▶ [TASK DIRECTIONS] Extract each line from the entries below that has the string "matches" in it.
=== Section Start ===
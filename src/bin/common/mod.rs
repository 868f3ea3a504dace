// SPDX-FileCopyrightText: 2026 ArcheBase
//
// SPDX-License-Identifier: MulanPSL-2.0

//! Common utilities for CLI commands.

use std::io::IsTerminal as _;
use std::time::Duration;

use roboslice::BlockCompression;

pub use anyhow::Result as CliResult;
pub type Result<T = ()> = CliResult<T>;

/// Chunk compression choice on the command line.
#[derive(clap::ValueEnum, Clone, Copy, Debug)]
pub enum CompressionArg {
    /// Zstandard (default)
    Zstd,
    /// LZ4 frame
    Lz4,
    /// No compression
    None,
}

impl From<CompressionArg> for BlockCompression {
    fn from(arg: CompressionArg) -> Self {
        match arg {
            CompressionArg::Zstd => BlockCompression::zstd(),
            CompressionArg::Lz4 => BlockCompression::Lz4,
            CompressionArg::None => BlockCompression::None,
        }
    }
}

/// Spinner wrapper for consistent progress reporting.
///
/// Silent when stderr is not a terminal.
pub struct Progress {
    inner: Option<indicatif::ProgressBar>,
}

impl Progress {
    /// Start a spinner with the given message.
    pub fn spinner(message: impl Into<String>) -> Self {
        let inner = if std::io::stderr().is_terminal() {
            let pb = indicatif::ProgressBar::new_spinner();
            pb.set_style(
                indicatif::ProgressStyle::default_spinner()
                    .template("{spinner:.green} {msg}")
                    .unwrap(),
            );
            pb.set_message(message.into());
            pb.enable_steady_tick(Duration::from_millis(120));
            Some(pb)
        } else {
            None
        };

        Self { inner }
    }

    /// Stop the spinner, leaving a final message.
    pub fn finish(self, message: impl Into<String>) {
        if let Some(pb) = self.inner {
            pb.finish_with_message(message.into());
        }
    }

    /// Stop the spinner and erase it.
    pub fn clear(self) {
        if let Some(pb) = self.inner {
            pb.finish_and_clear();
        }
    }
}
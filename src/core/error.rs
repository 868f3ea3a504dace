// SPDX-FileCopyrightText: 2026 ArcheBase
//
// SPDX-License-Identifier: MulanPSL-2.0

//! Core error types for roboslice.
//!
//! Covers the failure classes of one input file's processing:
//! - Opening and indexing the source
//! - Reading messages mid-stream
//! - Writing and registering records in an output
//! - Block compression faults

use std::fmt;

/// Errors that can occur while transcoding an MCAP file.
#[derive(Debug, Clone)]
pub enum SliceError {
    /// The source file could not be opened or mapped
    Open {
        /// Path to the file
        path: String,
        /// Error message
        message: String,
    },

    /// The source file has no readable summary section
    MissingIndex {
        /// Path to the file
        path: String,
    },

    /// A message could not be read from the source
    Read {
        /// What was being read
        context: String,
        /// Error message
        message: String,
    },

    /// A record could not be written to an output
    Write {
        /// What was being written
        context: String,
        /// Error message
        message: String,
    },

    /// A chunk could not be compressed
    Compression {
        /// Algorithm tag (e.g., "zstd", "lz4")
        algorithm: String,
        /// Error message
        message: String,
    },
}

impl SliceError {
    /// Create a source-open error.
    pub fn open(path: impl Into<String>, message: impl Into<String>) -> Self {
        SliceError::Open {
            path: path.into(),
            message: message.into(),
        }
    }

    /// Create a missing-index error.
    pub fn missing_index(path: impl Into<String>) -> Self {
        SliceError::MissingIndex { path: path.into() }
    }

    /// Create a read error.
    pub fn read(context: impl Into<String>, message: impl Into<String>) -> Self {
        SliceError::Read {
            context: context.into(),
            message: message.into(),
        }
    }

    /// Create a write error.
    pub fn write(context: impl Into<String>, message: impl Into<String>) -> Self {
        SliceError::Write {
            context: context.into(),
            message: message.into(),
        }
    }

    /// Create a compression error.
    pub fn compression(algorithm: impl Into<String>, message: impl Into<String>) -> Self {
        SliceError::Compression {
            algorithm: algorithm.into(),
            message: message.into(),
        }
    }
}

impl fmt::Display for SliceError {
    fn fmt(&self, f: &mut fmt::Formatter<'_>) -> fmt::Result {
        match self {
            SliceError::Open { path, message } => {
                write!(f, "Failed to open '{path}': {message}")
            }
            SliceError::MissingIndex { path } => {
                write!(f, "'{path}' has no readable summary section")
            }
            SliceError::Read { context, message } => {
                write!(f, "Read error in {context}: {message}")
            }
            SliceError::Write { context, message } => {
                write!(f, "Write error in {context}: {message}")
            }
            SliceError::Compression { algorithm, message } => {
                write!(f, "{algorithm} compression error: {message}")
            }
        }
    }
}

impl std::error::Error for SliceError {}

impl From<std::io::Error> for SliceError {
    fn from(err: std::io::Error) -> Self {
        SliceError::Write {
            context: "IO".to_string(),
            message: err.to_string(),
        }
    }
}

/// Result type for roboslice operations.
pub type Result<T> = std::result::Result<T, SliceError>;

#[cfg(test)]
mod tests {
    use super::*;

    #[test]
    fn test_open_error() {
        let err = SliceError::open("/tmp/missing.mcap", "No such file");
        assert!(matches!(err, SliceError::Open { .. }));
        assert_eq!(
            err.to_string(),
            "Failed to open '/tmp/missing.mcap': No such file"
        );
    }

    #[test]
    fn test_missing_index_error() {
        let err = SliceError::missing_index("log.mcap");
        assert!(matches!(err, SliceError::MissingIndex { .. }));
        assert_eq!(err.to_string(), "'log.mcap' has no readable summary section");
    }

    #[test]
    fn test_read_error() {
        let err = SliceError::read("MessageStream", "truncated record");
        assert!(matches!(err, SliceError::Read { .. }));
        assert_eq!(
            err.to_string(),
            "Read error in MessageStream: truncated record"
        );
    }

    #[test]
    fn test_write_error() {
        let err = SliceError::write("McapWriter", "disk full");
        assert!(matches!(err, SliceError::Write { .. }));
        assert_eq!(err.to_string(), "Write error in McapWriter: disk full");
    }

    #[test]
    fn test_compression_error() {
        let err = SliceError::compression("zstd", "invalid input size");
        assert!(matches!(err, SliceError::Compression { .. }));
        assert_eq!(err.to_string(), "zstd compression error: invalid input size");
    }

    #[test]
    fn test_from_io_error() {
        let io_err = std::io::Error::new(std::io::ErrorKind::NotFound, "file not found");
        let err: SliceError = io_err.into();
        assert!(matches!(err, SliceError::Write { .. }));
        assert_eq!(err.to_string(), "Write error in IO: file not found");
    }

    #[test]
    fn test_error_clone() {
        let err1 = SliceError::read("Context", "message");
        let err2 = err1.clone();
        assert_eq!(err1.to_string(), err2.to_string());
    }
}
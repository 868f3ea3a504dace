// SPDX-FileCopyrightText: 2026 ArcheBase
//
// SPDX-License-Identifier: MulanPSL-2.0

//! Split command - one output file per topic.

use std::path::PathBuf;

use clap::Args;

use crate::common::{CompressionArg, Progress, Result};
use roboslice::{SplitOptions, TopicFilter, TopicSplitter};

/// Split inputs into one output file per topic.
///
/// For each input, a directory named after the input's base name is
/// created in the current working directory, holding one `.mcap` per
/// matching topic. No directory is created for inputs without matching
/// messages.
#[derive(Args, Clone, Debug)]
pub struct SplitCmd {
    /// Input files
    #[arg(value_name = "INPUT", required = true)]
    inputs: Vec<PathBuf>,

    /// Topic to split out (repeatable; default: every topic)
    #[arg(short, long = "topic", value_name = "TOPIC")]
    topics: Vec<String>,

    /// Chunk compression algorithm
    #[arg(long, value_enum, default_value_t = CompressionArg::Zstd)]
    compression: CompressionArg,

    /// Uncompressed chunk size threshold in bytes
    #[arg(long, default_value_t = 4 * 1024 * 1024)]
    chunk_size: usize,
}

impl SplitCmd {
    pub fn run(self) -> Result<()> {
        let filter = if self.topics.is_empty() {
            TopicFilter::all()
        } else {
            TopicFilter::from_topics(self.topics.clone())
        };

        let splitter = TopicSplitter::with_options(
            filter,
            SplitOptions {
                compression: self.compression.into(),
                target_chunk_size: self.chunk_size,
            },
        );

        let total = self.inputs.len();
        let mut failed = 0usize;

        for input in &self.inputs {
            let progress = Progress::spinner(format!("Splitting {}", input.display()));

            match splitter.split(input) {
                Ok(stats) => {
                    progress.clear();
                    println!("Split {}:", input.display());
                    for (topic, count) in &stats.topic_counts {
                        println!("  {topic}: {count} messages");
                    }
                    if stats.topic_counts.is_empty() {
                        println!("  No matching messages, nothing written");
                    }
                    if stats.dangling_count > 0 {
                        println!("  Skipped {} dangling messages", stats.dangling_count);
                    }
                }
                Err(e) => {
                    progress.clear();
                    eprintln!("Failed to split {}: {e}", input.display());
                    failed += 1;
                }
            }
        }

        if failed > 0 {
            anyhow::bail!("{failed} of {total} inputs failed");
        }

        Ok(())
    }
}
// SPDX-FileCopyrightText: 2026 ArcheBase
//
// SPDX-License-Identifier: MulanPSL-2.0

//! Reader/writer round-trip tests.

mod common;

use common::{temp_dir, write_fixture, write_standard_fixture, FixtureChannel};
use roboslice::{IndexedMcapReader, SliceError};

#[test]
fn test_reader_exposes_summary_tables() {
    let dir = temp_dir("io_tables");
    let input = dir.join("log.mcap");
    write_standard_fixture(&input);

    let reader = IndexedMcapReader::open(&input).unwrap();

    assert_eq!(reader.channels().len(), 2);
    assert_eq!(reader.schemas().len(), 2);
    assert_eq!(reader.message_count(), 3);

    let mut topics: Vec<String> = reader
        .channels()
        .values()
        .map(|channel| channel.topic.clone())
        .collect();
    topics.sort();
    assert_eq!(topics, vec!["/a".to_string(), "/b".to_string()]);

    for channel in reader.channels().values() {
        assert_ne!(channel.schema_id, 0);
        assert!(reader.schema(channel.schema_id).is_some());
    }
}

#[test]
fn test_reader_yields_messages_in_log_time_order() {
    let dir = temp_dir("io_order");
    let input = dir.join("log.mcap");
    write_fixture(
        &input,
        &[
            FixtureChannel::new("/a", vec![(1, b"1"), (4, b"4")]),
            FixtureChannel::new("/b", vec![(2, b"2"), (3, b"3")]),
        ],
    );

    let reader = IndexedMcapReader::open(&input).unwrap();
    let times: Vec<u64> = reader
        .messages()
        .unwrap()
        .map(|result| result.unwrap().log_time)
        .collect();
    assert_eq!(times, vec![1, 2, 3, 4]);
}

#[test]
fn test_reader_resolves_message_channels() {
    let dir = temp_dir("io_resolve");
    let input = dir.join("log.mcap");
    write_standard_fixture(&input);

    let reader = IndexedMcapReader::open(&input).unwrap();
    for result in reader.messages().unwrap() {
        let message = result.unwrap();
        assert!(reader.channel(message.channel_id).is_some());
    }
}

#[test]
fn test_open_missing_file_is_open_error() {
    let dir = temp_dir("io_missing");
    let result = IndexedMcapReader::open(dir.join("absent.mcap"));
    assert!(matches!(result, Err(SliceError::Open { .. })));
}

#[test]
fn test_open_non_mcap_file_fails() {
    let dir = temp_dir("io_garbage");
    let path = dir.join("garbage.mcap");
    std::fs::write(&path, b"this is not an mcap file at all").unwrap();

    let result = IndexedMcapReader::open(&path);
    assert!(result.is_err());
}
impl<W: Write> McapWriter<W> {
    /// Create a writer session over an arbitrary sink.
    ///
    /// Writes the magic bytes and header record immediately.
    pub fn new(writer: W, options: WriterOptions) -> Result<Self> {
        let mut slf = Self {
            writer,
            options,
            position: 0,
            next_schema_id: 1,
            next_channel_id: 0,
            schema_records: Vec::new(),
            channel_records: Vec::new(),
            channel_message_counts: BTreeMap::new(),
            chunk_indexes: Vec::new(),
            chunk_buffer: Vec::new(),
            chunk_start_time: u64::MAX,
            chunk_end_time: 0,
            messages_written: 0,
            file_start_time: u64::MAX,
            file_end_time: 0,
        };

        slf.write_bytes(&MCAP_MAGIC)?;

        let mut body = Vec::new();
        put_str(&mut body, &slf.options.profile)?;
        put_str(&mut body, &slf.options.library)?;
        slf.write_record(OP_HEADER, &body)?;

        Ok(slf)
    }

    /// Register a schema, assigning the next output schema ID.
    pub fn add_schema(&mut self, name: &str, encoding: &str, data: &[u8]) -> Result<u16> {
        let id = self.next_schema_id;
        self.next_schema_id = self.next_schema_id.checked_add(1).ok_or_else(|| {
            SliceError::write("McapWriter", "Schema ID space exhausted".to_string())
        })?;

        let record = SchemaRecord {
            id,
            name: name.to_string(),
            encoding: encoding.to_string(),
            data: data.to_vec(),
        };

        let body = schema_body(&record)?;
        self.write_record(OP_SCHEMA, &body)?;
        self.schema_records.push(record);

        Ok(id)
    }

    /// Register a channel, assigning the next output channel ID.
    ///
    /// `schema_id` must be 0 (schema-less) or an ID previously returned
    /// by [`add_schema`](Self::add_schema) on this writer.
    pub fn add_channel(
        &mut self,
        schema_id: u16,
        topic: &str,
        message_encoding: &str,
        metadata: &BTreeMap<String, String>,
    ) -> Result<u16> {
        if schema_id != 0 && schema_id >= self.next_schema_id {
            return Err(SliceError::write(
                "McapWriter",
                format!("Channel '{topic}' references unregistered schema {schema_id}"),
            ));
        }

        let id = self.next_channel_id;
        self.next_channel_id = self.next_channel_id.checked_add(1).ok_or_else(|| {
            SliceError::write("McapWriter", "Channel ID space exhausted".to_string())
        })?;

        let record = ChannelRecord {
            id,
            schema_id,
            topic: topic.to_string(),
            message_encoding: message_encoding.to_string(),
            metadata: metadata.clone(),
        };

        let body = channel_body(&record)?;
        self.write_record(OP_CHANNEL, &body)?;
        self.channel_records.push(record);
        self.channel_message_counts.insert(id, 0);

        Ok(id)
    }

    /// Append a message to the channel with the given output channel ID.
    ///
    /// The channel must have been registered on this writer; a message
    /// for an unregistered channel is an invariant breach upstream and
    /// is rejected.
    pub fn write_message(
        &mut self,
        channel_id: u16,
        sequence: u32,
        log_time: u64,
        publish_time: u64,
        data: &[u8],
    ) -> Result<()> {
        let count = self.channel_message_counts.get_mut(&channel_id).ok_or_else(|| {
            SliceError::write(
                "McapWriter",
                format!("Message for unregistered channel {channel_id}"),
            )
        })?;
        *count += 1;

        self.chunk_start_time = self.chunk_start_time.min(log_time);
        self.chunk_end_time = self.chunk_end_time.max(log_time);
        self.file_start_time = self.file_start_time.min(log_time);
        self.file_end_time = self.file_end_time.max(log_time);

        // Message record, serialized straight into the chunk buffer
        let record_len = 2 + 4 + 8 + 8 + data.len();
        self.chunk_buffer.push(OP_MESSAGE);
        self.chunk_buffer.write_u64::<LittleEndian>(record_len as u64)?;
        self.chunk_buffer.write_u16::<LittleEndian>(channel_id)?;
        self.chunk_buffer.write_u32::<LittleEndian>(sequence)?;
        self.chunk_buffer.write_u64::<LittleEndian>(log_time)?;
        self.chunk_buffer.write_u64::<LittleEndian>(publish_time)?;
        self.chunk_buffer.extend_from_slice(data);

        self.messages_written += 1;

        if self.chunk_buffer.len() >= self.options.target_chunk_size {
            self.flush_chunk()?;
        }

        Ok(())
    }

    /// Flush buffered message records as one compressed chunk.
    fn flush_chunk(&mut self) -> Result<()> {
        if self.chunk_buffer.is_empty() {
            return Ok(());
        }

        let records = std::mem::take(&mut self.chunk_buffer);
        let uncompressed_size = records.len() as u64;
        let uncompressed_crc = crc32fast::hash(&records);

        let (tag, compressed) = self.options.compression.compress(&records)?;

        let mut body = Vec::with_capacity(compressed.len() + 64);
        body.write_u64::<LittleEndian>(self.chunk_start_time)?;
        body.write_u64::<LittleEndian>(self.chunk_end_time)?;
        body.write_u64::<LittleEndian>(uncompressed_size)?;
        body.write_u32::<LittleEndian>(uncompressed_crc)?;
        put_str(&mut body, tag)?;
        body.write_u64::<LittleEndian>(compressed.len() as u64)?;
        body.extend_from_slice(&compressed);

        let chunk_start_offset = self.position;
        self.write_record(OP_CHUNK, &body)?;

        self.chunk_indexes.push(ChunkIndexRecord {
            message_start_time: self.chunk_start_time,
            message_end_time: self.chunk_end_time,
            chunk_start_offset,
            chunk_length: self.position - chunk_start_offset,
            compression: tag,
            compressed_size: compressed.len() as u64,
            uncompressed_size,
        });

        self.chunk_start_time = u64::MAX;
        self.chunk_end_time = 0;

        Ok(())
    }

    /// Finalize the file: final chunk, Data End, summary section
    /// (schemas, channels, statistics, chunk indexes), footer, magic.
    ///
    /// Must be called exactly once; a session that is dropped without
    /// finishing leaves a file unreadable by indexed readers.
    pub fn finish(&mut self) -> Result<()> {
        self.flush_chunk()?;

        let mut body = Vec::new();
        body.write_u32::<LittleEndian>(0)?; // data_section_crc not computed
        self.write_record(OP_DATA_END, &body)?;

        // Summary section: schemas, channels, statistics, chunk indexes.
        // Always referenced from the footer, so an output with channels
        // but no messages stays index-readable.
        let summary_start = self.position;

        let schema_records = std::mem::take(&mut self.schema_records);
        for schema in &schema_records {
            let body = schema_body(schema)?;
            self.write_record(OP_SCHEMA, &body)?;
        }
        self.schema_records = schema_records;

        let channel_records = std::mem::take(&mut self.channel_records);
        for channel in &channel_records {
            let body = channel_body(channel)?;
            self.write_record(OP_CHANNEL, &body)?;
        }
        self.channel_records = channel_records;

        let body = self.statistics_body()?;
        self.write_record(OP_STATISTICS, &body)?;

        let chunk_indexes = std::mem::take(&mut self.chunk_indexes);
        for index in &chunk_indexes {
            let body = chunk_index_body(index)?;
            self.write_record(OP_CHUNK_INDEX, &body)?;
        }
        self.chunk_indexes = chunk_indexes;

        let mut body = Vec::new();
        body.write_u64::<LittleEndian>(summary_start)?;
        body.write_u64::<LittleEndian>(0)?; // no summary offset section
        body.write_u32::<LittleEndian>(0)?; // summary_crc not computed
        self.write_record(OP_FOOTER, &body)?;

        self.write_bytes(&MCAP_MAGIC)?;

        self.writer
            .flush()
            .map_err(|e| SliceError::write("McapWriter", format!("Failed to flush: {e}")))?;

        tracing::debug!(
            context = "mcap_writer",
            schemas = self.schema_records.len(),
            channels = self.channel_records.len(),
            chunks = self.chunk_indexes.len(),
            messages = self.messages_written,
            "Summary section written"
        );

        Ok(())
    }

    /// Statistics record body.
    fn statistics_body(&self) -> Result<Vec<u8>> {
        let mut body = Vec::new();
        body.write_u64::<LittleEndian>(self.messages_written)?;
        body.write_u16::<LittleEndian>(self.schema_records.len() as u16)?;
        body.write_u32::<LittleEndian>(self.channel_records.len() as u32)?;
        body.write_u32::<LittleEndian>(0)?; // attachments
        body.write_u32::<LittleEndian>(0)?; // metadata records
        body.write_u32::<LittleEndian>(self.chunk_indexes.len() as u32)?;

        let (start, end) = if self.messages_written > 0 {
            (self.file_start_time, self.file_end_time)
        } else {
            (0, 0)
        };
        body.write_u64::<LittleEndian>(start)?;
        body.write_u64::<LittleEndian>(end)?;

        let map_bytes = self.channel_message_counts.len() as u32 * (2 + 8);
        body.write_u32::<LittleEndian>(map_bytes)?;
        for (&channel_id, &count) in &self.channel_message_counts {
            body.write_u16::<LittleEndian>(channel_id)?;
            body.write_u64::<LittleEndian>(count)?;
        }

        Ok(body)
    }

    /// Write a record: opcode, body length, body.
    fn write_record(&mut self, opcode: u8, body: &[u8]) -> Result<()> {
        let mut header = [0u8; 9];
        header[0] = opcode;
        header[1..].copy_from_slice(&(body.len() as u64).to_le_bytes());
        self.write_bytes(&header)?;
        self.write_bytes(body)
    }

    /// Write bytes and track the file position.
    fn write_bytes(&mut self, bytes: &[u8]) -> Result<()> {
        self.writer
            .write_all(bytes)
            .map_err(|e| SliceError::write("McapWriter", e.to_string()))?;
        self.position += bytes.len() as u64;
        Ok(())
    }

    /// Number of messages written so far.
    pub fn message_count(&self) -> u64 {
        self.messages_written
    }

    /// Number of registered schemas.
    pub fn schema_count(&self) -> usize {
        self.schema_records.len()
    }

    /// Number of registered channels.
    pub fn channel_count(&self) -> usize {
        self.channel_records.len()
    }

    /// Number of chunks written so far.
    pub fn chunks_written(&self) -> usize {
        self.chunk_indexes.len()
    }

    /// Consume the writer and return the underlying sink.
    pub fn into_inner(self) -> W {
        self.writer
    }
}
=== Section End ===
▶ [SOLUTION TO THIS TASK]
        assert!(matches!(err, SliceError::Open { .. }));
        assert!(matches!(err, SliceError::MissingIndex { .. }));
        assert!(matches!(err, SliceError::Read { .. }));
        assert!(matches!(err, SliceError::Write { .. }));
        assert!(matches!(err, SliceError::Compression { .. }));
        assert!(matches!(err, SliceError::Write { .. }));
    assert!(matches!(result, Err(SliceError::Open { .. })));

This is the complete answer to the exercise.